// Build configuration management for dartbuild
// Plain values consumed by the orchestrators, loaded from TOML and overridden by the CLI

use std::ffi::OsString;
use std::path::{Path, PathBuf, MAIN_SEPARATOR_STR};
use std::time::Duration;

use serde::{Deserialize, Serialize};

use crate::build_system::error::{BuildResult, BuildSystemError};

/// Default configuration file looked up by the CLI
pub const DEFAULT_CONFIG_FILE: &str = "dartbuild.toml";

/// Complete build configuration
#[derive(Debug, Clone, Default, PartialEq, Serialize, Deserialize)]
#[serde(default)]
pub struct BuildConfig {
    pub project: ProjectConfig,
    pub toolchain: ToolchainConfig,
    pub compile: CompileConfig,
    pub test: TestConfig,
    pub script: ScriptConfig,
    #[serde(rename = "pub")]
    pub package_manager: PackageManagerConfig,
}

/// Project layout
#[derive(Debug, Clone, PartialEq, Serialize, Deserialize)]
#[serde(default)]
pub struct ProjectConfig {
    /// Directory every relative path is resolved against
    pub base_directory: PathBuf,
    pub source_directory: PathBuf,
    /// Where `package:` imports are found, relative to the source directory
    pub package_path: Option<String>,
}

impl Default for ProjectConfig {
    fn default() -> Self {
        Self {
            base_directory: PathBuf::from("."),
            source_directory: PathBuf::from("src/main/dart"),
            package_path: Some("packages".to_string()),
        }
    }
}

/// SDK location. `None` falls back to `DART_SDK`, then to `dart` on `PATH`.
#[derive(Debug, Clone, Default, PartialEq, Serialize, Deserialize)]
#[serde(default)]
pub struct ToolchainConfig {
    pub sdk: Option<PathBuf>,
}

/// dart2js compilation settings
#[derive(Debug, Clone, PartialEq, Serialize, Deserialize)]
#[serde(default)]
pub struct CompileConfig {
    /// Root scanned for sources, defaults to the project source directory
    pub source_directory: Option<PathBuf>,
    /// Roots tried in order when deriving output paths, defaults to the scanned root.
    /// Staleness is checked against outputs relative to the scanned root, so the
    /// first entry should be that root or outputs never count as up to date.
    pub compile_roots: Vec<PathBuf>,
    pub output_directory: PathBuf,
    /// Unset uses `**/*.dart`; an explicit empty list selects nothing
    pub includes: Option<Vec<String>>,
    /// Unset uses `**/packages/**`; version-control directories are always excluded
    pub excludes: Option<Vec<String>>,
    /// Modification-time granularity tolerated before a source counts as stale
    pub stale_millis: u64,
    /// Empty the output directory first, which makes every source stale
    pub force: bool,
    pub skip: bool,
    /// Report per-file failures without failing the build
    pub ignore_failures: bool,
    /// Compile only this entry file, always, ignoring timestamps
    pub bundle_entry: Option<PathBuf>,
    pub source_suffix: String,
    pub target_suffix: String,
    /// Appended to the source file name to form the output file name
    pub output_suffix: String,
    /// Prefix joined to the output path argument
    pub output_flag: String,
    pub checked_mode: bool,
    pub verbose: bool,
    pub analyze_all: bool,
    pub minify: bool,
    pub suppress_warnings: bool,
    pub diagnostic_colors: bool,
}

impl Default for CompileConfig {
    fn default() -> Self {
        Self {
            source_directory: None,
            compile_roots: Vec::new(),
            output_directory: PathBuf::from("target/generated-sources/dart/dart2js"),
            includes: None,
            excludes: None,
            stale_millis: 0,
            force: false,
            skip: false,
            ignore_failures: false,
            bundle_entry: None,
            source_suffix: "dart".to_string(),
            target_suffix: "dart.js".to_string(),
            output_suffix: ".js".to_string(),
            output_flag: "-o".to_string(),
            checked_mode: false,
            verbose: false,
            analyze_all: false,
            minify: false,
            suppress_warnings: false,
            diagnostic_colors: false,
        }
    }
}

/// Test discovery and verdict policy
#[derive(Debug, Clone, PartialEq, Serialize, Deserialize)]
#[serde(default)]
pub struct TestConfig {
    /// Defaults to `<source directory>/test`
    pub test_directory: Option<PathBuf>,
    pub includes: Option<Vec<String>>,
    pub excludes: Option<Vec<String>>,
    pub skip_tests: bool,
    /// An empty test set fails the pass unless this is switched off
    pub fail_if_no_tests: bool,
    pub ignore_failures: bool,
}

impl Default for TestConfig {
    fn default() -> Self {
        Self {
            test_directory: None,
            includes: None,
            excludes: None,
            skip_tests: false,
            fail_if_no_tests: true,
            ignore_failures: false,
        }
    }
}

/// Dart VM settings, shared by the script runner and the test runner
#[derive(Debug, Clone, Default, PartialEq, Serialize, Deserialize)]
#[serde(default)]
pub struct ScriptConfig {
    /// Script to run, relative to the source directory
    pub script: Option<PathBuf>,
    pub checked_mode: bool,
    pub debug: bool,
    pub debug_port: Option<u16>,
    pub break_at: Option<String>,
    pub use_script_snapshot: Option<PathBuf>,
}

/// Package manager step
#[derive(Debug, Clone, Default, PartialEq, Serialize, Deserialize)]
#[serde(default)]
pub struct PackageManagerConfig {
    /// Run `update` instead of `install`
    pub update: bool,
    pub skip: bool,
}

impl BuildConfig {
    /// Load configuration from a TOML file
    pub fn load_from_file<P: AsRef<Path>>(path: P) -> BuildResult<Self> {
        let path = path.as_ref();
        let content = std::fs::read_to_string(path)
            .map_err(|e| BuildSystemError::io(format!("Failed to read {}", path.display()), e))?;
        toml::from_str(&content)
            .map_err(|e| BuildSystemError::ConfigFile(format!("Failed to parse {}: {}", path.display(), e)))
    }

    /// Save configuration to a TOML file
    pub fn save_to_file<P: AsRef<Path>>(&self, path: P) -> BuildResult<()> {
        let path = path.as_ref();
        let content = toml::to_string_pretty(self)
            .map_err(|e| BuildSystemError::ConfigFile(format!("Failed to serialize config: {}", e)))?;
        std::fs::write(path, content)
            .map_err(|e| BuildSystemError::io(format!("Failed to write {}", path.display()), e))
    }

    /// Validate the configuration
    pub fn validate(&self) -> BuildResult<()> {
        let base = self.base_directory();
        if !base.is_dir() {
            return Err(BuildSystemError::Configuration(format!(
                "Base directory does not exist: {}",
                base.display()
            )));
        }

        if self.compile.source_suffix.is_empty() {
            return Err(BuildSystemError::Configuration(
                "compile.source_suffix must not be empty".to_string(),
            ));
        }

        if self.compile.output_suffix.is_empty() {
            return Err(BuildSystemError::Configuration(
                "compile.output_suffix must not be empty".to_string(),
            ));
        }

        if let Some(root) = self.misaligned_compile_root() {
            log::warn!(
                "compile root '{}' differs from the scanned source directory '{}'; outputs will always look stale",
                root.display(),
                self.compile_source_directory().display()
            );
        }

        if self.script.debug_port.is_some() && !self.script.debug {
            log::warn!("script.debug_port is set but script.debug is false, ignoring the port");
        }

        Ok(())
    }

    /// Absolute base directory
    pub fn base_directory(&self) -> PathBuf {
        absolutize(&self.project.base_directory)
    }

    /// Resolve a configured path against the base directory
    pub fn resolve(&self, path: &Path) -> PathBuf {
        if path.is_absolute() {
            path.to_path_buf()
        } else {
            self.base_directory().join(path)
        }
    }

    pub fn source_directory(&self) -> PathBuf {
        self.resolve(&self.project.source_directory)
    }

    pub fn compile_source_directory(&self) -> PathBuf {
        match &self.compile.source_directory {
            Some(dir) => self.resolve(dir),
            None => self.source_directory(),
        }
    }

    pub fn compile_roots(&self) -> Vec<PathBuf> {
        if self.compile.compile_roots.is_empty() {
            vec![self.compile_source_directory()]
        } else {
            self.compile
                .compile_roots
                .iter()
                .map(|root| self.resolve(root))
                .collect()
        }
    }

    /// First compile root, when it is not the directory scanned for stale sources
    pub fn misaligned_compile_root(&self) -> Option<PathBuf> {
        let first = self.compile_roots().into_iter().next()?;
        (first != self.compile_source_directory()).then_some(first)
    }

    pub fn output_directory(&self) -> PathBuf {
        self.resolve(&self.compile.output_directory)
    }

    pub fn test_directory(&self) -> PathBuf {
        match &self.test.test_directory {
            Some(dir) => self.resolve(dir),
            None => self.source_directory().join("test"),
        }
    }

    pub fn stale_tolerance(&self) -> Duration {
        Duration::from_millis(self.compile.stale_millis)
    }

    /// Bundle entry resolved against the compile source directory
    pub fn bundle_entry(&self) -> Option<PathBuf> {
        self.compile
            .bundle_entry
            .as_ref()
            .map(|entry| self.compile_source_directory().join(entry))
    }

    /// Absolute package root with a trailing separator, if a package path is configured
    pub fn package_root(&self) -> Option<OsString> {
        self.project.package_path.as_ref().map(|package_path| {
            let mut root = self.source_directory().join(package_path).into_os_string();
            root.push(MAIN_SEPARATOR_STR);
            root
        })
    }

    pub fn sdk_directory(&self) -> Option<PathBuf> {
        self.toolchain.sdk.as_ref().map(|sdk| self.resolve(sdk))
    }
}

fn absolutize(path: &Path) -> PathBuf {
    if path.is_absolute() {
        return path.to_path_buf();
    }
    match std::env::current_dir() {
        Ok(cwd) => cwd.join(path),
        Err(_) => path.to_path_buf(),
    }
}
◆ ◆ ◆ ◆
WHAT THE EXERCISE ASKS →
Scan the listing above. Collect all lines with the word "dartbuild".

ANSWER TO THIS TASK →
// Build configuration management for dartbuild
pub const DEFAULT_CONFIG_FILE: &str = "dartbuild.toml";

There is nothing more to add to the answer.